Data items
== Segment start ==

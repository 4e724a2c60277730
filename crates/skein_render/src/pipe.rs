//! # Skeleton Render Pipe
//!
//! Turns a posed [`SkeletonRenderable`] into batch submissions, once per
//! frame per instance.
//!
//! ## Walk
//!
//! ```text
//! for slot in draw order:
//!     Clipping      ─▶ open clip region
//!     Region / Mesh ─▶ clip? ─▶ pooled entry ─▶ batcher
//!     slot object   ─▶ scene collector
//!     end of slot   ─▶ close region if this is its end slot
//! close any open region
//! ```
//!
//! Pooled entries are keyed by cache entry and held per renderable until
//! [`SkeletonRenderPipe::destroy_renderable`] returns them.

use std::collections::HashMap;

use skein_core::ObjectPool;

use crate::batch::{Batcher, BatchableSlot, ClippedBatchableSlot};
use crate::clipping::{ClipResult, Clipper, ClippingCoordinator};
use crate::config::RenderConfig;
use crate::geometry_cache::GeometryId;
use crate::renderable::{RenderableId, SceneCollector, SkeletonRenderable};
use crate::skeleton::{Attachment, PoseSource};
use crate::stats::RenderStats;

/// Pooled entries owned by one renderable.
#[derive(Debug, Default)]
struct RenderableEntries {
    slots: HashMap<GeometryId, BatchableSlot>,
    clipped: HashMap<GeometryId, ClippedBatchableSlot>,
}

/// Per-frame orchestrator for skeleton renderables.
pub struct SkeletonRenderPipe<C: Clipper> {
    coordinator: ClippingCoordinator<C>,
    slot_pool: ObjectPool<BatchableSlot>,
    clipped_pool: ObjectPool<ClippedBatchableSlot>,
    entries: HashMap<RenderableId, RenderableEntries>,
    stats: RenderStats,
}

impl<C: Clipper> SkeletonRenderPipe<C> {
    /// Creates a pipe around `clipper` with pools pre-warmed from `config`.
    #[must_use]
    pub fn new(clipper: C, config: &RenderConfig) -> Self {
        Self {
            coordinator: ClippingCoordinator::new(clipper),
            slot_pool: ObjectPool::with_capacity(config.pool_prewarm),
            clipped_pool: ObjectPool::with_capacity(config.pool_prewarm),
            entries: HashMap::new(),
            stats: RenderStats::default(),
        }
    }

    /// Applies the renderable's pose if stale and reports whether its
    /// visible attachment set changed since the last check.
    pub fn validate_renderable<P: PoseSource>(&mut self, renderable: &mut SkeletonRenderable<P>) -> bool {
        renderable.apply_pose();
        renderable.take_attachments_dirty()
    }

    /// Walks the renderable's draw order and submits every visible
    /// attachment to `batcher`. Slot objects go to `collector` at their
    /// place in the draw order.
    pub fn add_renderable<P, B, S>(
        &mut self,
        renderable: &mut SkeletonRenderable<P>,
        batcher: &mut B,
        collector: &mut S,
    ) where
        P: PoseSource,
        B: Batcher,
        S: SceneCollector,
    {
        if renderable.apply_pose() {
            self.stats.attachment_changes += 1;
        }
        self.stats.renderables += 1;

        let Self {
            coordinator,
            slot_pool,
            clipped_pool,
            entries,
            stats,
        } = self;

        let renderable: &SkeletonRenderable<P> = renderable;
        let id = renderable.id();
        let round_pixels = renderable.round_pixels;
        let group = renderable.group_color;
        let skeleton = renderable.skeleton();
        let cache = renderable.cache();
        let owned = entries.entry(id).or_default();

        for &slot_index in skeleton.draw_order() {
            match skeleton.slot_attachment_at(slot_index) {
                Some((_, Attachment::Clipping(clip))) => {
                    coordinator.start(skeleton, slot_index, clip);
                }
                Some((attachment_id, attachment @ (Attachment::Region(_) | Attachment::Mesh(_)))) => {
                    let geometry = cache
                        .find(slot_index, attachment.name())
                        .and_then(|g| cache.entry(g))
                        .filter(|g| g.attachment() == attachment_id && g.is_drawable());

                    if let Some(geometry) = geometry {
                        let blend_mode = skeleton.slots()[slot_index].blend_mode;
                        match coordinator.clip(
                            geometry.vertices(),
                            geometry.indices(),
                            geometry.uvs(),
                            geometry.color,
                            geometry.dark_color,
                        ) {
                            ClipResult::Passthrough => {
                                let entry = owned
                                    .slots
                                    .entry(geometry.id())
                                    .or_insert_with(|| slot_pool.acquire());
                                entry.set_data(
                                    id,
                                    geometry.id(),
                                    geometry.texture(),
                                    blend_mode,
                                    round_pixels,
                                    group,
                                );
                                batcher.add_to_batch(&entry.view(geometry));
                                stats.entries_submitted += 1;
                            }
                            ClipResult::Empty => {
                                tracing::trace!(slot = slot_index, name = attachment.name(), "clipped away");
                                stats.clipped_away += 1;
                            }
                            ClipResult::Clipped(view) => {
                                let entry = owned
                                    .clipped
                                    .entry(geometry.id())
                                    .or_insert_with(|| clipped_pool.acquire());
                                entry.set_data(
                                    id,
                                    geometry.texture(),
                                    blend_mode,
                                    round_pixels,
                                    group,
                                    geometry.color,
                                );
                                entry.set_clipper(view);
                                batcher.add_to_batch(&*entry);
                                stats.clipped_entries += 1;
                            }
                        }
                    }
                }
                Some((_, attachment)) => {
                    tracing::trace!(
                        slot = slot_index,
                        name = attachment.name(),
                        "skipping non-rendering attachment"
                    );
                }
                None => {}
            }

            if let Some((container, transform)) = renderable.slot_object_at(slot_index) {
                collector.collect_renderables(container, transform);
                stats.slot_objects_collected += 1;
            }

            coordinator.end_slot(slot_index);
        }

        coordinator.finish();
    }

    /// Returns every pooled entry held for `id` to the pools.
    pub fn destroy_renderable(&mut self, id: RenderableId) {
        let Some(owned) = self.entries.remove(&id) else {
            return;
        };
        tracing::debug!(
            renderable = id.raw(),
            entries = owned.slots.len() + owned.clipped.len(),
            "releasing batch entries"
        );
        self.slot_pool.release_all(owned.slots.into_values());
        self.clipped_pool.release_all(owned.clipped.into_values());
    }

    /// Number of renderables holding pooled entries.
    #[must_use]
    pub fn tracked_renderables(&self) -> usize {
        self.entries.len()
    }

    /// Batch entries currently checked out of both pools.
    #[must_use]
    pub fn outstanding_entries(&self) -> usize {
        self.slot_pool.outstanding() + self.clipped_pool.outstanding()
    }

    /// Clipping coordinator, for inspection between walks.
    #[must_use]
    pub fn coordinator(&self) -> &ClippingCoordinator<C> {
        &self.coordinator
    }

    /// Counters since the last [`SkeletonRenderPipe::begin_frame`].
    #[must_use]
    pub const fn stats(&self) -> RenderStats {
        self.stats
    }

    /// Resets frame counters.
    pub fn begin_frame(&mut self) {
        self.stats = RenderStats::default();
    }
}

== Segment end ==

Line by line, restate the data exactly.

repository 4e724a2c60277730
filename crates/skein_render/src/pipe.rs
//! # Skeleton Render Pipe
//!
//! Turns a posed [`SkeletonRenderable`] into batch submissions, once per
//! frame per instance.
//!
//! ## Walk
//!
//! ```text
//! for slot in draw order:
//!     Clipping      ─▶ open clip region
//!     Region / Mesh ─▶ clip? ─▶ pooled entry ─▶ batcher
//!     slot object   ─▶ scene collector
//!     end of slot   ─▶ close region if this is its end slot
//! close any open region
//! ```
//!
//! Pooled entries are keyed by cache entry and held per renderable until
//! [`SkeletonRenderPipe::destroy_renderable`] returns them.

use std::collections::HashMap;

use skein_core::ObjectPool;

use crate::batch::{Batcher, BatchableSlot, ClippedBatchableSlot};
use crate::clipping::{ClipResult, Clipper, ClippingCoordinator};
use crate::config::RenderConfig;
use crate::geometry_cache::GeometryId;
use crate::renderable::{RenderableId, SceneCollector, SkeletonRenderable};
use crate::skeleton::{Attachment, PoseSource};
use crate::stats::RenderStats;

/// Pooled entries owned by one renderable.
#[derive(Debug, Default)]
struct RenderableEntries {
    slots: HashMap<GeometryId, BatchableSlot>,
    clipped: HashMap<GeometryId, ClippedBatchableSlot>,
}

/// Per-frame orchestrator for skeleton renderables.
pub struct SkeletonRenderPipe<C: Clipper> {
    coordinator: ClippingCoordinator<C>,
    slot_pool: ObjectPool<BatchableSlot>,
    clipped_pool: ObjectPool<ClippedBatchableSlot>,
    entries: HashMap<RenderableId, RenderableEntries>,
    stats: RenderStats,
}

impl<C: Clipper> SkeletonRenderPipe<C> {
    /// Creates a pipe around `clipper` with pools pre-warmed from `config`.
    #[must_use]
    pub fn new(clipper: C, config: &RenderConfig) -> Self {
        Self {
            coordinator: ClippingCoordinator::new(clipper),
            slot_pool: ObjectPool::with_capacity(config.pool_prewarm),
            clipped_pool: ObjectPool::with_capacity(config.pool_prewarm),
            entries: HashMap::new(),
            stats: RenderStats::default(),
        }
    }

    /// Applies the renderable's pose if stale and reports whether its
    /// visible attachment set changed since the last check.
    pub fn validate_renderable<P: PoseSource>(&mut self, renderable: &mut SkeletonRenderable<P>) -> bool {
        renderable.apply_pose();
        renderable.take_attachments_dirty()
    }

    /// Walks the renderable's draw order and submits every visible
    /// attachment to `batcher`. Slot objects go to `collector` at their
    /// place in the draw order.
    pub fn add_renderable<P, B, S>(
        &mut self,
        renderable: &mut SkeletonRenderable<P>,
        batcher: &mut B,
        collector: &mut S,
    ) where
        P: PoseSource,
        B: Batcher,
        S: SceneCollector,
    {
        if renderable.apply_pose() {
            self.stats.attachment_changes += 1;
        }
        self.stats.renderables += 1;

        let Self {
            coordinator,
            slot_pool,
            clipped_pool,
            entries,
            stats,
        } = self;

        let renderable: &SkeletonRenderable<P> = renderable;
        let id = renderable.id();
        let round_pixels = renderable.round_pixels;
        let group = renderable.group_color;
        let skeleton = renderable.skeleton();
        let cache = renderable.cache();
        let owned = entries.entry(id).or_default();

        for &slot_index in skeleton.draw_order() {
            match skeleton.slot_attachment_at(slot_index) {
                Some((_, Attachment::Clipping(clip))) => {
                    coordinator.start(skeleton, slot_index, clip);
                }
                Some((attachment_id, attachment @ (Attachment::Region(_) | Attachment::Mesh(_)))) => {
                    let geometry = cache
                        .find(slot_index, attachment.name())
                        .and_then(|g| cache.entry(g))
                        .filter(|g| g.attachment() == attachment_id && g.is_drawable());

                    if let Some(geometry) = geometry {
                        let blend_mode = skeleton.slots()[slot_index].blend_mode;
                        match coordinator.clip(
                            geometry.vertices(),
                            geometry.indices(),
                            geometry.uvs(),
                            geometry.color,
                            geometry.dark_color,
                        ) {
                            ClipResult::Passthrough => {
                                let entry = owned
                                    .slots
                                    .entry(geometry.id())
                                    .or_insert_with(|| slot_pool.acquire());
                                entry.set_data(
                                    id,
                                    geometry.id(),
                                    geometry.texture(),
                                    blend_mode,
                                    round_pixels,
                                    group,
                                );
                                batcher.add_to_batch(&entry.view(geometry));
                                stats.entries_submitted += 1;
                            }
                            ClipResult::Empty => {
                                tracing::trace!(slot = slot_index, name = attachment.name(), "clipped away");
                                stats.clipped_away += 1;
                            }
                            ClipResult::Clipped(view) => {
                                let entry = owned
                                    .clipped
                                    .entry(geometry.id())
                                    .or_insert_with(|| clipped_pool.acquire());
                                entry.set_data(
                                    id,
                                    geometry.texture(),
                                    blend_mode,
                                    round_pixels,
                                    group,
                                    geometry.color,
                                );
                                entry.set_clipper(view);
                                batcher.add_to_batch(&*entry);
                                stats.clipped_entries += 1;
                            }
                        }
                    }
                }
                Some((_, attachment)) => {
                    tracing::trace!(
                        slot = slot_index,
                        name = attachment.name(),
                        "skipping non-rendering attachment"
                    );
                }
                None => {}
            }

            if let Some((container, transform)) = renderable.slot_object_at(slot_index) {
                collector.collect_renderables(container, transform);
                stats.slot_objects_collected += 1;
            }

            coordinator.end_slot(slot_index);
        }

        coordinator.finish();
    }

    /// Returns every pooled entry held for `id` to the pools.
    pub fn destroy_renderable(&mut self, id: RenderableId) {
        let Some(owned) = self.entries.remove(&id) else {
            return;
        };
        tracing::debug!(
            renderable = id.raw(),
            entries = owned.slots.len() + owned.clipped.len(),
            "releasing batch entries"
        );
        self.slot_pool.release_all(owned.slots.into_values());
        self.clipped_pool.release_all(owned.clipped.into_values());
    }

    /// Number of renderables holding pooled entries.
    #[must_use]
    pub fn tracked_renderables(&self) -> usize {
        self.entries.len()
    }

    /// Batch entries currently checked out of both pools.
    #[must_use]
    pub fn outstanding_entries(&self) -> usize {
        self.slot_pool.outstanding() + self.clipped_pool.outstanding()
    }

    /// Clipping coordinator, for inspection between walks.
    #[must_use]
    pub fn coordinator(&self) -> &ClippingCoordinator<C> {
        &self.coordinator
    }

    /// Counters since the last [`SkeletonRenderPipe::begin_frame`].
    #[must_use]
    pub const fn stats(&self) -> RenderStats {
        self.stats
    }

    /// Resets frame counters.
    pub fn begin_frame(&mut self) {
        self.stats = RenderStats::default();
    }
}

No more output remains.